### THE RECORDS
use chrono::Utc;
use sea_orm::{
    sea_query::{Expr, Func},
    ActiveModelTrait, ActiveValue, ColumnTrait, DatabaseConnection, DbErr, DeleteResult,
    EntityTrait, ExprTrait, QueryFilter, QueryOrder,
};

pub struct HouseRepository<'a> {
    db: &'a DatabaseConnection,
}

impl<'a> HouseRepository<'a> {
    /// Creates a new instance of [`HouseRepository`]
    pub fn new(db: &'a DatabaseConnection) -> Self {
        Self { db }
    }

    pub async fn create(
        &self,
        name: &str,
        gender: &str,
        capacity: i32,
    ) -> Result<entity::house::Model, DbErr> {
        let house = entity::house::ActiveModel {
            name: ActiveValue::Set(name.to_string()),
            gender: ActiveValue::Set(gender.to_string()),
            capacity: ActiveValue::Set(capacity),
            current_occupancy: ActiveValue::Set(0),
            created_at: ActiveValue::Set(Utc::now().naive_utc()),
            ..Default::default()
        };

        house.insert(self.db).await
    }

    pub async fn get_by_id(&self, house_id: i32) -> Result<Option<entity::house::Model>, DbErr> {
        entity::prelude::House::find_by_id(house_id).one(self.db).await
    }

    pub async fn list(&self) -> Result<Vec<entity::house::Model>, DbErr> {
        entity::prelude::House::find()
            .order_by_asc(entity::house::Column::Id)
            .all(self.db)
            .await
    }

    /// Returns all houses whose gender matches, case-insensitively, in
    /// natural query order.
    pub async fn find_by_gender(&self, gender: &str) -> Result<Vec<entity::house::Model>, DbErr> {
        entity::prelude::House::find()
            .filter(
                Expr::expr(Func::lower(Expr::col(entity::house::Column::Gender)))
                    .eq(gender.to_lowercase()),
            )
            .order_by_asc(entity::house::Column::Id)
            .all(self.db)
            .await
    }

    /// Atomically claims one seat in a house.
    ///
    /// The occupancy check and increment happen in a single conditional
    /// update, so two concurrent callers can never both claim the last seat.
    /// Returns false when the house is already at capacity (or unknown).
    pub async fn reserve_seat(&self, house_id: i32) -> Result<bool, DbErr> {
        let result = entity::prelude::House::update_many()
            .col_expr(
                entity::house::Column::CurrentOccupancy,
                Expr::col(entity::house::Column::CurrentOccupancy).add(1),
            )
            .filter(entity::house::Column::Id.eq(house_id))
            .filter(
                Expr::col(entity::house::Column::CurrentOccupancy)
                    .lt(Expr::col(entity::house::Column::Capacity)),
            )
            .exec(self.db)
            .await?;

        Ok(result.rows_affected == 1)
    }

    /// Releases one previously claimed seat. The occupancy never drops below
    /// zero. Returns false when nothing was released.
    pub async fn release_seat(&self, house_id: i32) -> Result<bool, DbErr> {
        let result = entity::prelude::House::update_many()
            .col_expr(
                entity::house::Column::CurrentOccupancy,
                Expr::col(entity::house::Column::CurrentOccupancy).sub(1),
            )
            .filter(entity::house::Column::Id.eq(house_id))
            .filter(Expr::col(entity::house::Column::CurrentOccupancy).gt(0))
            .exec(self.db)
            .await?;

        Ok(result.rows_affected == 1)
    }

    pub async fn update(
        &self,
        house_id: i32,
        name: &str,
        gender: &str,
        capacity: i32,
    ) -> Result<Option<entity::house::Model>, DbErr> {
        let Some(house) = self.get_by_id(house_id).await? else {
            return Ok(None);
        };

        let mut house: entity::house::ActiveModel = house.into();
        house.name = ActiveValue::Set(name.to_string());
        house.gender = ActiveValue::Set(gender.to_string());
        house.capacity = ActiveValue::Set(capacity);

        Ok(Some(house.update(self.db).await?))
    }

    /// Deletes a house. Candidates already linked to it are not re-assigned.
    pub async fn delete(&self, house_id: i32) -> Result<DeleteResult, DbErr> {
        entity::prelude::House::delete_by_id(house_id)
            .exec(self.db)
            .await
    }
}
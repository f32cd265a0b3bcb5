use sea_orm_migration::{prelude::*, schema::*};

#[derive(DeriveMigrationName)]
pub struct Migration;

#[async_trait::async_trait]
impl MigrationTrait for Migration {
    async fn up(&self, manager: &SchemaManager) -> Result<(), DbErr> {
        manager
            .create_table(
                Table::create()
                    .table(House::Table)
                    .if_not_exists()
                    .col(pk_auto(House::Id))
                    .col(string(House::Name))
                    .col(string(House::Gender))
                    .col(integer(House::Capacity))
                    .col(integer(House::CurrentOccupancy).default(0))
                    .col(timestamp(House::CreatedAt))
                    .to_owned(),
            )
            .await?;

        Ok(())
    }

    async fn down(&self, manager: &SchemaManager) -> Result<(), DbErr> {
        manager
            .drop_table(Table::drop().table(House::Table).to_owned())
            .await?;

        Ok(())
    }
}

#[derive(DeriveIden)]
pub enum House {
    Table,
    Id,
    Name,
    Gender,
    Capacity,
    CurrentOccupancy,
    CreatedAt,
}
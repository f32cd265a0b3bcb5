//! Credential issuance and recovery.
//!
//! Generates a serial/PIN pair for a candidate whose fee payment has been
//! confirmed (callers gate on that), hashes the PIN before it is persisted,
//! and delivers the plaintext pair by SMS. A failed delivery on the initial
//! issue path reverts the persisted fields so a candidate never holds
//! credentials that were not communicated; the recovery path does not revert
//! since regenerating a PIN is cheap to repeat.

use rand::{distr::Alphanumeric, Rng};
use sea_orm::DatabaseConnection;

use crate::{
    data::candidate::CandidateRepository,
    error::{credential::CredentialError, Error},
    hubtel,
};

const BCRYPT_COST: u32 = 10;
const SERIAL_LENGTH: usize = 8;
const PIN_LENGTH: usize = 6;

/// A freshly issued credential pair. The pin here is the plaintext that was
/// sent by SMS; only its hash is persisted.
pub struct IssuedCredentials {
    pub serial_number: String,
    pub pin: String,
}

pub struct CredentialService<'a> {
    db: &'a DatabaseConnection,
    hubtel: &'a hubtel::Client,
}

impl<'a> CredentialService<'a> {
    pub fn new(db: &'a DatabaseConnection, hubtel: &'a hubtel::Client) -> Self {
        Self { db, hubtel }
    }

    /// Issues a serial/PIN pair for a candidate and delivers it by SMS.
    ///
    /// The PIN is bcrypt-hashed before it is persisted. When SMS delivery
    /// fails the just-written serial, pin, and phone number are reverted and
    /// `CredentialError::SmsDeliveryFailed` is returned.
    pub async fn issue(
        &self,
        index_number: &str,
        phone_number: &str,
    ) -> Result<IssuedCredentials, Error> {
        let candidate_repo = CandidateRepository::new(self.db);

        if candidate_repo
            .find_by_index_number(index_number)
            .await?
            .is_none()
        {
            return Err(CredentialError::CandidateNotFound(index_number.to_string()).into());
        }

        let serial_number = generate_serial();
        let pin = generate_pin();
        let pin_hash = bcrypt::hash(&pin, BCRYPT_COST)?;

        candidate_repo
            .set_credentials(index_number, &serial_number, &pin_hash, phone_number)
            .await?;

        let message = format!(
            "Your admission login credentials. Serial Number: {} PIN: {}. Do not share them with anyone.",
            serial_number, pin
        );

        if let Err(e) = self.hubtel.send_sms(phone_number, &message).await {
            tracing::warn!(
                "SMS delivery failed for index number {}, reverting issued credentials: {}",
                index_number,
                e
            );

            candidate_repo.clear_credentials(index_number).await?;

            return Err(CredentialError::SmsDeliveryFailed(index_number.to_string()).into());
        }

        tracing::info!("Issued credentials for index number {}", index_number);

        Ok(IssuedCredentials { serial_number, pin })
    }

    /// Regenerates only the PIN for a candidate who already holds a serial
    /// number and sends it to the phone number on record.
    pub async fn recover(&self, index_number: &str) -> Result<(), Error> {
        let candidate_repo = CandidateRepository::new(self.db);

        let candidate = candidate_repo
            .find_by_index_number(index_number)
            .await?
            .ok_or_else(|| CredentialError::CandidateNotFound(index_number.to_string()))?;

        let Some(serial_number) = candidate.serial_number else {
            return Err(CredentialError::NoSerialIssued(index_number.to_string()).into());
        };

        let Some(phone_number) = candidate.phone_number else {
            return Err(CredentialError::NoPhoneNumber(index_number.to_string()).into());
        };

        let pin = generate_pin();
        let pin_hash = bcrypt::hash(&pin, BCRYPT_COST)?;

        candidate_repo.set_pin(index_number, &pin_hash).await?;

        let message = format!(
            "Your new PIN is {}. Your Serial Number remains {}.",
            pin, serial_number
        );

        // No revert here: the replaced PIN is already unusable and a repeat
        // recovery issues a fresh one.
        if let Err(e) = self.hubtel.send_sms(&phone_number, &message).await {
            tracing::warn!(
                "SMS delivery failed for PIN recovery of index number {}: {}",
                index_number,
                e
            );

            return Err(CredentialError::SmsDeliveryFailed(index_number.to_string()).into());
        }

        tracing::info!("Recovered PIN for index number {}", index_number);

        Ok(())
    }
}

/// 8-character uppercase alphanumeric serial.
fn generate_serial() -> String {
    rand::rng()
        .sample_iter(&Alphanumeric)
        .take(SERIAL_LENGTH)
        .map(char::from)
        .collect::<String>()
        .to_uppercase()
}

/// 6-digit numeric PIN.
fn generate_pin() -> String {
    let mut rng = rand::rng();

    (0..PIN_LENGTH)
        .map(|_| char::from(b'0' + rng.random_range(0..10)))
        .collect()
}
use matric::model::api::CreateCandidateDto;

/// Standard candidate creation payload for tests, varying only the index
/// number.
pub fn mock_create_candidate(index_number: &str) -> CreateCandidateDto {
    CreateCandidateDto {
        index_number: index_number.to_string(),
        surname: "Mensah".to_string(),
        other_names: "Ama".to_string(),
        gender: Some("Female".to_string()),
        programme: Some("General Science".to_string()),
        residence: Some("Boarding".to_string()),
        aggregate: Some(12),
    }
}
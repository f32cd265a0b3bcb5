//! Tests for CredentialService issuance and PIN recovery.

use matric::{
    data::candidate::CandidateRepository,
    error::{credential::CredentialError, Error},
    service::credential::CredentialService,
};
use matric_test_utils::prelude::*;

/// Expect issuance to persist a hashed PIN that verifies against the
/// plaintext sent by SMS
#[tokio::test]
async fn issue_stores_hashed_pin() -> Result<(), TestError> {
    let mut test = test_setup_with_tables!(entity::prelude::Candidate)?;
    let candidate_repo = CandidateRepository::new(&test.state.db);

    candidate_repo.create(mock_create_candidate("12345678")).await?;

    let sms_mock = mock_sms_endpoint(&mut test.server, 1);

    let issued = CredentialService::new(&test.state.db, &test.state.hubtel)
        .issue("12345678", "0241234567")
        .await?;

    let candidate = candidate_repo.find_by_index_number("12345678").await?.unwrap();
    let stored_pin = candidate.pin.unwrap();

    assert_eq!(candidate.serial_number.as_deref(), Some(issued.serial_number.as_str()));
    assert_eq!(candidate.phone_number.as_deref(), Some("0241234567"));
    assert_ne!(stored_pin, issued.pin);
    assert!(bcrypt::verify(&issued.pin, &stored_pin).unwrap());

    sms_mock.assert();

    Ok(())
}

/// Expect a failed SMS delivery to revert the just-issued credentials
#[tokio::test]
async fn issue_reverts_credentials_when_sms_fails() -> Result<(), TestError> {
    let mut test = test_setup_with_tables!(entity::prelude::Candidate)?;
    let candidate_repo = CandidateRepository::new(&test.state.db);

    candidate_repo.create(mock_create_candidate("12345678")).await?;

    let sms_mock = mock_sms_rejected_endpoint(&mut test.server, 1);

    let result = CredentialService::new(&test.state.db, &test.state.hubtel)
        .issue("12345678", "0241234567")
        .await;

    assert!(matches!(
        result,
        Err(Error::CredentialError(CredentialError::SmsDeliveryFailed(_)))
    ));

    let candidate = candidate_repo.find_by_index_number("12345678").await?.unwrap();
    assert!(candidate.serial_number.is_none());
    assert!(candidate.pin.is_none());
    assert!(candidate.phone_number.is_none());

    sms_mock.assert();

    Ok(())
}

/// Expect CandidateNotFound when issuing for an unknown index number
#[tokio::test]
async fn issue_fails_for_unknown_candidate() -> Result<(), TestError> {
    let test = test_setup_with_tables!(entity::prelude::Candidate)?;

    let result = CredentialService::new(&test.state.db, &test.state.hubtel)
        .issue("99999999", "0241234567")
        .await;

    assert!(matches!(
        result,
        Err(Error::CredentialError(CredentialError::CandidateNotFound(_)))
    ));

    Ok(())
}

/// Expect recovery to replace the PIN while keeping the serial number
#[tokio::test]
async fn recover_replaces_pin_and_keeps_serial() -> Result<(), TestError> {
    let mut test = test_setup_with_tables!(entity::prelude::Candidate)?;
    let candidate_repo = CandidateRepository::new(&test.state.db);

    candidate_repo.create(mock_create_candidate("12345678")).await?;

    let sms_mock = mock_sms_endpoint(&mut test.server, 2);

    let service = CredentialService::new(&test.state.db, &test.state.hubtel);
    let issued = service.issue("12345678", "0241234567").await?;

    let before = candidate_repo.find_by_index_number("12345678").await?.unwrap();

    service.recover("12345678").await?;

    let after = candidate_repo.find_by_index_number("12345678").await?.unwrap();

    assert_eq!(after.serial_number.as_deref(), Some(issued.serial_number.as_str()));
    assert_ne!(after.pin, before.pin);

    sms_mock.assert();

    Ok(())
}

/// Expect NoSerialIssued when recovering for a candidate with no credentials
#[tokio::test]
async fn recover_fails_without_issued_serial() -> Result<(), TestError> {
    let test = test_setup_with_tables!(entity::prelude::Candidate)?;

    CandidateRepository::new(&test.state.db)
        .create(mock_create_candidate("12345678"))
        .await?;

    let result = CredentialService::new(&test.state.db, &test.state.hubtel)
        .recover("12345678")
        .await;

    assert!(matches!(
        result,
        Err(Error::CredentialError(CredentialError::NoSerialIssued(_)))
    ));

    Ok(())
}
//! Tests for admin login and session-gated management endpoints.

use axum::{extract::State, http::StatusCode, response::IntoResponse, Json};
use matric::{
    controller::{admin::admin_login, candidate::get_candidates},
    data::admin::AdminUserRepository,
    error::{auth::AuthError, Error},
    model::{api::AdminLoginDto, app::AppState, session::admin::SessionAdminId},
};
use matric_test_utils::prelude::*;

/// Expect login with valid credentials to establish an admin session
#[tokio::test]
async fn login_succeeds_with_valid_credentials() -> Result<(), TestError> {
    let test = test_setup_with_tables!(entity::prelude::AdminUser, entity::prelude::AdminLog)?;

    let password_hash = bcrypt::hash("hunter2", 4).unwrap();
    let admin = AdminUserRepository::new(&test.state.db)
        .create("headmaster", &password_hash, "admin")
        .await?;

    let result = admin_login(
        State(test.state::<AppState>()),
        test.session.clone(),
        Json(AdminLoginDto {
            username: "headmaster".to_string(),
            password: "hunter2".to_string(),
        }),
    )
    .await;

    assert!(result.is_ok());
    let resp = result.unwrap().into_response();
    assert_eq!(resp.status(), StatusCode::OK);

    let in_session = SessionAdminId::get(&test.session).await?;
    assert_eq!(in_session, Some(admin.id));

    Ok(())
}

/// Expect login with a wrong password to be rejected
#[tokio::test]
async fn login_fails_with_wrong_password() -> Result<(), TestError> {
    let test = test_setup_with_tables!(entity::prelude::AdminUser, entity::prelude::AdminLog)?;

    let password_hash = bcrypt::hash("hunter2", 4).unwrap();
    AdminUserRepository::new(&test.state.db)
        .create("headmaster", &password_hash, "admin")
        .await?;

    let result = admin_login(
        State(test.state::<AppState>()),
        test.session.clone(),
        Json(AdminLoginDto {
            username: "headmaster".to_string(),
            password: "wrong".to_string(),
        }),
    )
    .await;

    assert!(matches!(
        result,
        Err(Error::AuthError(AuthError::InvalidAdminCredentials))
    ));

    Ok(())
}

/// Expect management endpoints to reject requests without an admin session
#[tokio::test]
async fn management_requires_admin_session() -> Result<(), TestError> {
    let test = test_setup_with_tables!(entity::prelude::AdminUser, entity::prelude::Candidate)?;

    let result = get_candidates(State(test.state::<AppState>()), test.session.clone()).await;

    assert!(matches!(
        result,
        Err(Error::AuthError(AuthError::AdminNotInSession))
    ));

    Ok(())
}

/// Expect management endpoints to answer once an admin session exists
#[tokio::test]
async fn management_succeeds_with_admin_session() -> Result<(), TestError> {
    let test = test_setup_with_tables!(entity::prelude::AdminUser, entity::prelude::Candidate)?;

    let password_hash = bcrypt::hash("hunter2", 4).unwrap();
    let admin = AdminUserRepository::new(&test.state.db)
        .create("headmaster", &password_hash, "admin")
        .await?;
    SessionAdminId::insert(&test.session, admin.id).await?;

    let result = get_candidates(State(test.state::<AppState>()), test.session.clone()).await;

    assert!(result.is_ok());
    let resp = result.unwrap().into_response();
    assert_eq!(resp.status(), StatusCode::OK);

    Ok(())
}

/// Expect a stale session pointing at a deleted admin to be rejected and
/// cleared
#[tokio::test]
async fn management_rejects_stale_admin_session() -> Result<(), TestError> {
    let test = test_setup_with_tables!(entity::prelude::AdminUser, entity::prelude::Candidate)?;

    SessionAdminId::insert(&test.session, 42).await?;

    let result = get_candidates(State(test.state::<AppState>()), test.session.clone()).await;

    assert!(matches!(
        result,
        Err(Error::AuthError(AuthError::AdminNotInDatabase(42)))
    ));

    let in_session = SessionAdminId::get(&test.session).await?;
    assert!(in_session.is_none());

    Ok(())
}
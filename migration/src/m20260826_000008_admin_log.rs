use sea_orm_migration::{prelude::*, schema::*};

#[derive(DeriveMigrationName)]
pub struct Migration;

#[async_trait::async_trait]
impl MigrationTrait for Migration {
    async fn up(&self, manager: &SchemaManager) -> Result<(), DbErr> {
        manager
            .create_table(
                Table::create()
                    .table(AdminLog::Table)
                    .if_not_exists()
                    .col(pk_auto(AdminLog::Id))
                    .col(string(AdminLog::Name))
                    .col(string(AdminLog::ActivityDetails))
                    .col(timestamp(AdminLog::TimeIn))
                    .col(timestamp_null(AdminLog::TimeOut))
                    .to_owned(),
            )
            .await?;

        Ok(())
    }

    async fn down(&self, manager: &SchemaManager) -> Result<(), DbErr> {
        manager
            .drop_table(Table::drop().table(AdminLog::Table).to_owned())
            .await?;

        Ok(())
    }
}

#[derive(DeriveIden)]
pub enum AdminLog {
    Table,
    Id,
    Name,
    ActivityDetails,
    TimeIn,
    TimeOut,
}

### EXERCISE INSTRUCTIONS
The required reply is the count of lines in the entries above where the string "repeat" appears, and nothing more.

### RESPONSE BELOW
2